Authors declare that they have no competing interests.

Figures

Figure 1
Figure 1. Change in Subjective Views on Aging between 2012 and 2020
Note. Time unit is years (since 2012). ATOA = attitude toward own aging. Subjective age was computed as a proportional discrepancy score (Rubin & Berntsen, 2006), corresponding to the extent felt age deviates from chronological age (subjective age = [felt age – chronological age]/chronological age), with scores indicating a person’s felt age as a percentage of their chronological age. The solid lines correspond to the mean-level change in VoA according to a model with an additional pandemic-specific change component between 2017 (pre-pandemic measurement occasion) and 2020 (time of the first COVID-19 infection wave) in addition to an overall linear change component across the entire time period of 8 years. The dashed lines correspond to the mean change in VoA according to a model with only one linear change component across the entire 8-year time period.
Figure 2
Figure 2. Change in General Views on Aging (Age Stereotypes) Between 2012 and 2020
Note. Time unit is years (since 2012).
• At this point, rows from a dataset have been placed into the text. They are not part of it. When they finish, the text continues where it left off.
//! BOM cross-reference checks.
//!
//! Before any per-entry rule runs, the BOM settings are matched against the
//! `[libraries]` section: every configured alias must name a declared
//! library, and every BOM must resolve to a coordinate whose name ends in
//! `-bom` or `-dependencies`. Problems found here are reported as plain
//! sentences rather than line-located diagnostics.

use std::collections::BTreeSet;

use tracing::debug;

use super::rule::ParsedEntry;
use crate::catalog::Value;
use crate::config::BomRegistry;

const BOM_SUFFIXES: [&str; 2] = ["-bom", "-dependencies"];

/// Check the BOM settings against the parsed `[libraries]` entries.
///
/// Returns one sentence per kind of problem; empty when the settings match.
pub fn check_bom_declarations(libraries: &[ParsedEntry<'_>], boms: &BomRegistry) -> Vec<String> {
    let mut problems = Vec::new();
    if boms.is_empty() {
        return problems;
    }

    let declared: BTreeSet<&str> = libraries.iter().map(|e| e.alias()).collect();

    let missing: Vec<&str> = boms
        .boms()
        .chain(boms.dependents())
        .filter(|alias| !declared.contains(alias))
        .collect::<BTreeSet<_>>()
        .into_iter()
        .collect();
    if !missing.is_empty() {
        let noun = if missing.len() == 1 { "alias" } else { "aliases" };
        problems.push(format!(
            "The following {} in the version catalog linter settings cannot be matched with a library in the version catalog: {}",
            noun,
            quote_all(&missing)
        ));
    }

    let invalid: Vec<&str> = libraries
        .iter()
        .filter(|e| boms.is_bom(e.alias()))
        .filter(|e| {
            coordinate_name(e.value())
                .is_some_and(|name| !BOM_SUFFIXES.iter().any(|s| name.ends_with(s)))
        })
        .map(|e| e.alias())
        .collect::<BTreeSet<_>>()
        .into_iter()
        .collect();
    if !invalid.is_empty() {
        problems.push(format!(
            "The libraries identified by the following aliases do not seem to be proper BOMs as their names do not end with the suffix '-bom' or '-dependencies': {}",
            quote_all(&invalid)
        ));
    }

    debug!(
        boms = boms.len(),
        problems = problems.len(),
        "checked BOM declarations"
    );
    problems
}

/// The artifact name a library declaration resolves to.
pub fn coordinate_name(value: &Value) -> Option<&str> {
    match value {
        Value::String(notation) => {
            let parts: Vec<&str> = notation.split(':').collect();
            match parts.len() {
                2 | 3 => Some(parts[1]),
                _ => Some(notation.as_str()),
            }
        }
        Value::Table(table) => {
            if let Some(module) = table.get_str("module") {
                let parts: Vec<&str> = module.split(':').collect();
                if parts.len() == 2 {
                    Some(parts[1])
                } else {
                    Some(module)
                }
            } else {
                table.get_str("name")
            }
        }
        Value::Array(_) => None,
    }
}

fn quote_all(aliases: &[&str]) -> String {
    aliases
        .iter()
        .map(|a| format!("'{}'", a))
        .collect::<Vec<_>>()
        .join(", ")
}
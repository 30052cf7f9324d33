//! Section reader.
//!
//! Scans a catalog document line by line and files every declaration under
//! the section it belongs to. Reading never fails: lines outside the four
//! known sections are ignored.

use std::fs;
use std::path::Path;

use tracing::{debug, trace};

use super::{Catalog, Entry, Section};
use crate::error::{CatalogError, Result};

const BYTE_ORDER_MARK: char = '\u{feff}';

/// Read and segment a catalog file.
///
/// # Errors
///
/// Returns `CatalogNotFound` if the file doesn't exist.
pub fn read_catalog_file(path: &Path) -> Result<Catalog> {
    Ok(segment(&read_catalog_text(path)?))
}

/// Read a catalog file's raw text.
///
/// # Errors
///
/// Returns `CatalogNotFound` if the file doesn't exist.
pub fn read_catalog_text(path: &Path) -> Result<String> {
    fs::read_to_string(path).map_err(|e| {
        if e.kind() == std::io::ErrorKind::NotFound {
            CatalogError::CatalogNotFound {
                path: path.to_path_buf(),
            }
        } else {
            CatalogError::Io(e)
        }
    })
}

/// Split catalog text into section-tagged entries.
///
/// Multi-line bundle arrays are folded into a single entry: inside
/// `[bundles]`, a line without an opening `[` continues the previous entry.
/// Blank lines and comment lines are skipped and never break such a fold.
pub fn segment(text: &str) -> Catalog {
    let text = text.strip_prefix(BYTE_ORDER_MARK).unwrap_or(text);
    let mut catalog = Catalog::default();
    let mut current: Option<Section> = None;

    for (index, line) in text.lines().enumerate() {
        let line_number = index + 1;
        let trimmed = line.trim();

        if let Some(section) = Section::from_header(trimmed) {
            trace!(line = line_number, %section, "entering section");
            current = Some(section);
            continue;
        }

        if is_other_table_header(trimmed) {
            trace!(line = line_number, header = trimmed, "leaving known sections");
            current = None;
            continue;
        }

        let Some(section) = current else {
            continue;
        };

        if trimmed.is_empty() || trimmed.starts_with('#') {
            continue;
        }

        let entries = catalog.section_mut(section);
        match entries.last_mut() {
            Some(open) if section == Section::Bundles && !line.contains('[') => {
                open.content.push('\n');
                open.content.push_str(line);
                open.span.extend_to(line_number);
            }
            _ => entries.push(Entry::new(line_number, line)),
        }
    }

    debug!(
        versions = catalog.versions.len(),
        libraries = catalog.libraries.len(),
        bundles = catalog.bundles.len(),
        plugins = catalog.plugins.len(),
        "segmented catalog"
    );

    catalog
}

/// A `[table]` or `[[array]]` header other than the four catalog sections.
fn is_other_table_header(trimmed: &str) -> bool {
    trimmed.starts_with('[') && trimmed.ends_with(']') && !trimmed.contains('=')
}
//! Lint rule definitions.
//!
//! This module provides the core traits and types for defining lint rules:
//!
//! - [`LintRule`] - The trait that all lint rules must implement
//! - [`RuleId`] - Unique identifier for a lint rule
//! - [`ParsedEntry`] - A catalog entry together with its parsed declaration
//! - [`LintContext`] - What a rule may know besides the entries it checks

use super::diagnostic::LintDiagnostic;
use crate::catalog::{Declaration, Entry, LineSpan, Section, Value};
use crate::config::BomRegistry;
use crate::error::{CatalogError, Result};

/// Unique identifier for a lint rule.
#[derive(Debug, Clone, PartialEq, Eq, Hash, PartialOrd, Ord)]
pub struct RuleId(pub String);

impl RuleId {
    /// Create a new rule ID.
    pub fn new(id: impl Into<String>) -> Self {
        Self(id.into())
    }
}

impl std::fmt::Display for RuleId {
    fn fmt(&self, f: &mut std::fmt::Formatter<'_>) -> std::fmt::Result {
        write!(f, "{}", self.0)
    }
}

/// A catalog entry paired with its parsed alias and value.
#[derive(Debug, Clone)]
pub struct ParsedEntry<'a> {
    pub entry: &'a Entry,
    pub declaration: Declaration,
}

impl<'a> ParsedEntry<'a> {
    /// Parse every entry of a section.
    ///
    /// # Errors
    ///
    /// Returns `MalformedEntry` for the first entry whose notation can't be
    /// parsed, and `UnexpectedValue` for a bundle that isn't an array of
    /// strings.
    pub fn parse_all(section: Section, entries: &'a [Entry]) -> Result<Vec<ParsedEntry<'a>>> {
        entries
            .iter()
            .map(|entry| ParsedEntry::parse(section, entry))
            .collect()
    }

    /// Parse a single entry of `section`.
    pub fn parse(section: Section, entry: &'a Entry) -> Result<ParsedEntry<'a>> {
        let declaration = entry.declaration()?;

        if section == Section::Bundles && declaration.value.as_string_array().is_none() {
            return Err(CatalogError::UnexpectedValue {
                span: entry.span,
                alias: declaration.alias,
                expected: "an array of library aliases".to_string(),
            });
        }

        Ok(ParsedEntry { entry, declaration })
    }

    /// The entry's alias.
    pub fn alias(&self) -> &str {
        &self.declaration.alias
    }

    /// The entry's value.
    pub fn value(&self) -> &Value {
        &self.declaration.value
    }

    /// Lines the entry occupies.
    pub fn span(&self) -> LineSpan {
        self.entry.span
    }

    /// Raw entry text.
    pub fn content(&self) -> &str {
        &self.entry.content
    }
}

/// Read-only inputs shared by all rules checking one section.
#[derive(Debug, Clone, Copy)]
pub struct LintContext<'a> {
    /// The section being checked.
    pub section: Section,
    /// BOM aliases and the library aliases they cover.
    pub boms: &'a BomRegistry,
}

/// A lint rule that validates the entries of a catalog section.
///
/// Each rule checks for a specific issue and produces one diagnostic per
/// occurrence. Rules never stop at the first problem.
pub trait LintRule: Send + Sync {
    /// Unique identifier for this rule.
    fn id(&self) -> RuleId;

    /// Human-readable name of the rule.
    fn name(&self) -> &str;

    /// Description of what this rule checks.
    fn description(&self) -> &str;

    /// Whether this rule checks entries of `section`.
    fn applies_to(&self, section: Section) -> bool;

    /// Check the section's entries (in source order) and return any
    /// diagnostics.
    fn check(&self, entries: &[ParsedEntry<'_>], ctx: &LintContext<'_>) -> Vec<LintDiagnostic>;
}
//! Mock UI implementation for testing.
//!
//! `MockUI` implements the `UserInterface` trait and captures all
//! interactions for later assertion.

use super::{OutputMode, UserInterface};

/// Mock UI implementation for testing.
///
/// Status messages are only captured when the output mode shows them,
/// the same way the terminal UI prints them.
#[derive(Debug, Default)]
pub struct MockUI {
    mode: OutputMode,
    messages: Vec<String>,
    successes: Vec<String>,
    warnings: Vec<String>,
    errors: Vec<String>,
}

impl MockUI {
    /// Create a new MockUI with Normal output mode.
    pub fn new() -> Self {
        Self::default()
    }

    /// Create a new MockUI with a specific output mode.
    pub fn with_mode(mode: OutputMode) -> Self {
        Self {
            mode,
            ..Default::default()
        }
    }

    /// Get all captured messages.
    pub fn messages(&self) -> &[String] {
        &self.messages
    }

    /// Get all captured success messages.
    pub fn successes(&self) -> &[String] {
        &self.successes
    }

    /// Get all captured warnings.
    pub fn warnings(&self) -> &[String] {
        &self.warnings
    }

    /// Get all captured errors.
    pub fn errors(&self) -> &[String] {
        &self.errors
    }

    /// Check if any captured message contains `text`.
    pub fn has_message(&self, text: &str) -> bool {
        self.messages.iter().any(|m| m.contains(text))
    }

    /// Check if any captured error contains `text`.
    pub fn has_error(&self, text: &str) -> bool {
        self.errors.iter().any(|m| m.contains(text))
    }
}

impl UserInterface for MockUI {
    fn output_mode(&self) -> OutputMode {
        self.mode
    }

    fn message(&mut self, msg: &str) {
        self.messages.push(msg.to_string());
    }

    fn success(&mut self, msg: &str) {
        if self.mode.shows_status() {
            self.successes.push(msg.to_string());
        }
    }

    fn warning(&mut self, msg: &str) {
        if self.mode.shows_status() {
            self.warnings.push(msg.to_string());
        }
    }

    fn error(&mut self, msg: &str) {
        self.errors.push(msg.to_string());
    }
}

#[cfg(test)]
mod tests {
    use super::*;

    #[test]
    fn captures_interactions() {
        let mut ui = MockUI::new();
        ui.message("m");
        ui.success("s");
        ui.warning("w");
        ui.error("e");

        assert_eq!(ui.messages(), ["m".to_string()]);
        assert_eq!(ui.successes(), ["s".to_string()]);
        assert_eq!(ui.warnings(), ["w".to_string()]);
        assert!(ui.has_error("e"));
    }

    #[test]
    fn quiet_mode_drops_status() {
        let mut ui = MockUI::with_mode(OutputMode::Quiet);
        ui.success("s");
        ui.warning("w");
        ui.error("e");

        assert!(ui.successes().is_empty());
        assert!(ui.warnings().is_empty());
        assert_eq!(ui.errors().len(), 1);
    }
}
The solid lines correspond to the mean-level change in VoA according to a model with an additional pandemic-specific change component between 2017 (pre-pandemic measurement occasion) and 2020 (time of the first COVID-19 infection wave) in addition to an overall linear change component across the entire time period of 8 years. The dashed lines correspond to the mean change in VoA according to a model with only one linear change component across the entire 8-year time period.